▶ Work order
I need the number of lines in the following entries that hold the word "trace", and no other text.

▶ Data provided
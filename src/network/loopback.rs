//! In-process transport
//!
//! Every endpoint of a [`LoopbackNetwork`] owns a set of per-channel queues;
//! `send` appends to the destination's queue under one mutex. Used by the
//! integration tests and for single-process sessions.

use std::collections::{HashMap, VecDeque};
use std::sync::Arc;

use parking_lot::Mutex;
use tracing::trace;

use super::transport::{P2pTransport, PeerId};
use crate::error::TransportError;

type Inbox = HashMap<u32, VecDeque<(PeerId, Vec<u8>)>>;

#[derive(Debug, Default)]
pub struct LoopbackNetwork {
    inboxes: Mutex<HashMap<PeerId, Inbox>>,
}

impl LoopbackNetwork {
    pub fn new() -> Arc<Self> {
        Arc::new(Self::default())
    }

    /// Register `peer` and return its endpoint.
    pub fn endpoint(self: &Arc<Self>, peer: PeerId) -> LoopbackTransport {
        self.inboxes.lock().entry(peer).or_default();
        LoopbackTransport {
            network: Arc::clone(self),
            local: peer,
        }
    }

    /// Unregister `peer`; later sends to it fail with `UnknownPeer`.
    pub fn remove(&self, peer: PeerId) {
        self.inboxes.lock().remove(&peer);
    }

    /// Packets queued for `peer` across all channels.
    pub fn pending(&self, peer: PeerId) -> usize {
        self.inboxes
            .lock()
            .get(&peer)
            .map_or(0, |inbox| inbox.values().map(VecDeque::len).sum())
    }
}

/// One peer's view of a [`LoopbackNetwork`].
#[derive(Debug, Clone)]
pub struct LoopbackTransport {
    network: Arc<LoopbackNetwork>,
    local: PeerId,
}

impl P2pTransport for LoopbackTransport {
    fn local_peer(&self) -> PeerId {
        self.local
    }

    fn send(&self, to: PeerId, channel: u32, data: &[u8]) -> Result<(), TransportError> {
        let mut inboxes = self.network.inboxes.lock();
        let inbox = inboxes.get_mut(&to).ok_or(TransportError::UnknownPeer(to))?;
        inbox
            .entry(channel)
            .or_default()
            .push_back((self.local, data.to_vec()));
        trace!(from = %self.local, to = %to, channel, len = data.len(), "loopback packet");
        Ok(())
    }

    fn available(&self, channel: u32) -> Option<usize> {
        let inboxes = self.network.inboxes.lock();
        inboxes
            .get(&self.local)?
            .get(&channel)?
            .front()
            .map(|(_, packet)| packet.len())
    }

    fn read(&self, channel: u32, buf: &mut [u8]) -> Option<(PeerId, usize)> {
        let mut inboxes = self.network.inboxes.lock();
        let queue = inboxes.get_mut(&self.local)?.get_mut(&channel)?;
        if queue.front()?.1.len() > buf.len() {
            return None;
        }
        let (from, packet) = queue.pop_front()?;
        buf[..packet.len()].copy_from_slice(&packet);
        Some((from, packet.len()))
    }
}

#[cfg(test)]
mod tests {
    use super::*;

    #[test]
    fn test_channels_are_separate_queues() {
        let net = LoopbackNetwork::new();
        let a = net.endpoint(PeerId(1));
        let b = net.endpoint(PeerId(2));

        a.send(PeerId(2), 0, b"hello").unwrap();
        a.send(PeerId(2), 4, b"data").unwrap();
        assert_eq!(net.pending(PeerId(2)), 2);

        let mut buf = [0u8; 16];
        assert_eq!(b.available(4), Some(4));
        assert_eq!(b.read(4, &mut buf), Some((PeerId(1), 4)));
        assert_eq!(&buf[..4], b"data");
        assert_eq!(b.read(4, &mut buf), None);
        assert_eq!(b.read(0, &mut buf), Some((PeerId(1), 5)));
    }

    #[test]
    fn test_small_buffer_keeps_packet() {
        let net = LoopbackNetwork::new();
        let a = net.endpoint(PeerId(1));
        let b = net.endpoint(PeerId(2));
        a.send(PeerId(2), 1, &[9u8; 32]).unwrap();

        let mut small = [0u8; 8];
        assert_eq!(b.read(1, &mut small), None);
        assert_eq!(b.available(1), Some(32));
    }

    #[test]
    fn test_unknown_peer() {
        let net = LoopbackNetwork::new();
        let a = net.endpoint(PeerId(1));
        assert!(matches!(
            a.send(PeerId(7), 0, b"x"),
            Err(TransportError::UnknownPeer(PeerId(7)))
        ));
    }
}
use colored::Colorize;
use rustfft::num_complex::Complex64;
use std::error::Error;
use std::fmt;
use std::fs::File;
use std::io::{BufReader, BufWriter, ErrorKind, Read, Write};
use std::path::PathBuf;
use std::str::FromStr;
use std::time::Instant;

use crate::error::UflResult;

const BUFFER_SIZE: usize = 128 * 1024;

/// Layout of an interleaved little-endian IQ file.
#[derive(Debug, Clone, Copy, PartialEq, Eq)]
pub enum IQFileType {
    TypePairFloat64,
    TypePairFloat32,
    TypePairInt16,
    TypePairInt8,
}

impl IQFileType {
    pub fn bytes_per_sample(&self) -> usize {
        match *self {
            IQFileType::TypePairFloat64 => 16,
            IQFileType::TypePairFloat32 => 8,
            IQFileType::TypePairInt16 => 4,
            IQFileType::TypePairInt8 => 2,
        }
    }

    fn decode(&self, b: &[u8]) -> Complex64 {
        match *self {
            IQFileType::TypePairFloat64 => {
                let mut i = [0u8; 8];
                let mut q = [0u8; 8];
                i.copy_from_slice(&b[0..8]);
                q.copy_from_slice(&b[8..16]);
                Complex64::new(f64::from_le_bytes(i), f64::from_le_bytes(q))
            }
            IQFileType::TypePairFloat32 => {
                let i = f32::from_le_bytes([b[0], b[1], b[2], b[3]]);
                let q = f32::from_le_bytes([b[4], b[5], b[6], b[7]]);
                Complex64::new(i as f64, q as f64)
            }
            IQFileType::TypePairInt16 => {
                let i = i16::from_le_bytes([b[0], b[1]]);
                let q = i16::from_le_bytes([b[2], b[3]]);
                Complex64::new(i as f64 / i16::MAX as f64, q as f64 / i16::MAX as f64)
            }
            IQFileType::TypePairInt8 => Complex64::new(
                b[0] as i8 as f64 / i8::MAX as f64,
                b[1] as i8 as f64 / i8::MAX as f64,
            ),
        }
    }

    fn encode(&self, c: Complex64, buf: &mut Vec<u8>) {
        match *self {
            IQFileType::TypePairFloat64 => {
                buf.extend_from_slice(&c.re.to_le_bytes());
                buf.extend_from_slice(&c.im.to_le_bytes());
            }
            IQFileType::TypePairFloat32 => {
                buf.extend_from_slice(&(c.re as f32).to_le_bytes());
                buf.extend_from_slice(&(c.im as f32).to_le_bytes());
            }
            IQFileType::TypePairInt16 => {
                let scale = |x: f64| (x * i16::MAX as f64).round() as i16;
                buf.extend_from_slice(&scale(c.re).to_le_bytes());
                buf.extend_from_slice(&scale(c.im).to_le_bytes());
            }
            IQFileType::TypePairInt8 => {
                let scale = |x: f64| (x * i8::MAX as f64).round() as i8;
                buf.extend_from_slice(&scale(c.re).to_le_bytes());
                buf.extend_from_slice(&scale(c.im).to_le_bytes());
            }
        }
    }
}

impl FromStr for IQFileType {
    type Err = Box<dyn Error>;
    fn from_str(input: &str) -> Result<IQFileType, Self::Err> {
        match input {
            "2xf64" => Ok(IQFileType::TypePairFloat64),
            "2xf32" => Ok(IQFileType::TypePairFloat32),
            "2xi16" => Ok(IQFileType::TypePairInt16),
            "2xi8" => Ok(IQFileType::TypePairInt8),
            _ => Err(format!("Failed to parse {}", input).into()),
        }
    }
}

impl fmt::Display for IQFileType {
    fn fmt(&self, f: &mut fmt::Formatter) -> fmt::Result {
        match *self {
            IQFileType::TypePairFloat64 => write!(f, "2xf64"),
            IQFileType::TypePairFloat32 => write!(f, "2xf32"),
            IQFileType::TypePairInt16 => write!(f, "2xi16"),
            IQFileType::TypePairInt8 => write!(f, "2xi8"),
        }
    }
}

pub struct IQFile {
    pub file_path: PathBuf,
    pub file_type: IQFileType,
}

impl IQFile {
    pub fn new(file_path: PathBuf, file_type: IQFileType) -> Self {
        Self {
            file_path,
            file_type,
        }
    }

    /// Reads every sample of the file. Integer formats are scaled to [-1, 1].
    pub fn read_iq_file(&self) -> UflResult<Vec<Complex64>> {
        let file = File::open(&self.file_path)?;
        let mut reader = BufReader::with_capacity(BUFFER_SIZE, file);
        let ts = Instant::now();

        let mut buf = vec![];
        reader.read_to_end(&mut buf)?;

        let width = self.file_type.bytes_per_sample();
        if buf.len() % width != 0 {
            return Err(std::io::Error::new(
                ErrorKind::InvalidData,
                format!(
                    "{}: size {} is not a multiple of {} ({})",
                    self.file_path.display(),
                    buf.len(),
                    width,
                    self.file_type
                ),
            )
            .into());
        }
        let iq_vec: Vec<Complex64> = buf
            .chunks_exact(width)
            .map(|b| self.file_type.decode(b))
            .collect();

        log::info!(
            "read {}: num_samples: {} -- {} usec",
            self.file_path.display(),
            format!("{}", iq_vec.len()).yellow(),
            ts.elapsed().as_micros(),
        );
        Ok(iq_vec)
    }

    pub fn write_iq_file(&self, iq_vec: &[Complex64]) -> UflResult<()> {
        let file = File::create(&self.file_path)?;
        let mut writer = BufWriter::with_capacity(BUFFER_SIZE, file);
        let mut buf = Vec::with_capacity(iq_vec.len() * self.file_type.bytes_per_sample());
        for &c in iq_vec {
            self.file_type.encode(c, &mut buf);
        }
        writer.write_all(&buf)?;
        writer.flush()?;
        log::info!(
            "wrote {}: num_samples: {} ({})",
            self.file_path.display(),
            format!("{}", iq_vec.len()).yellow(),
            self.file_type
        );
        Ok(())
    }
}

▶ Response to the task
2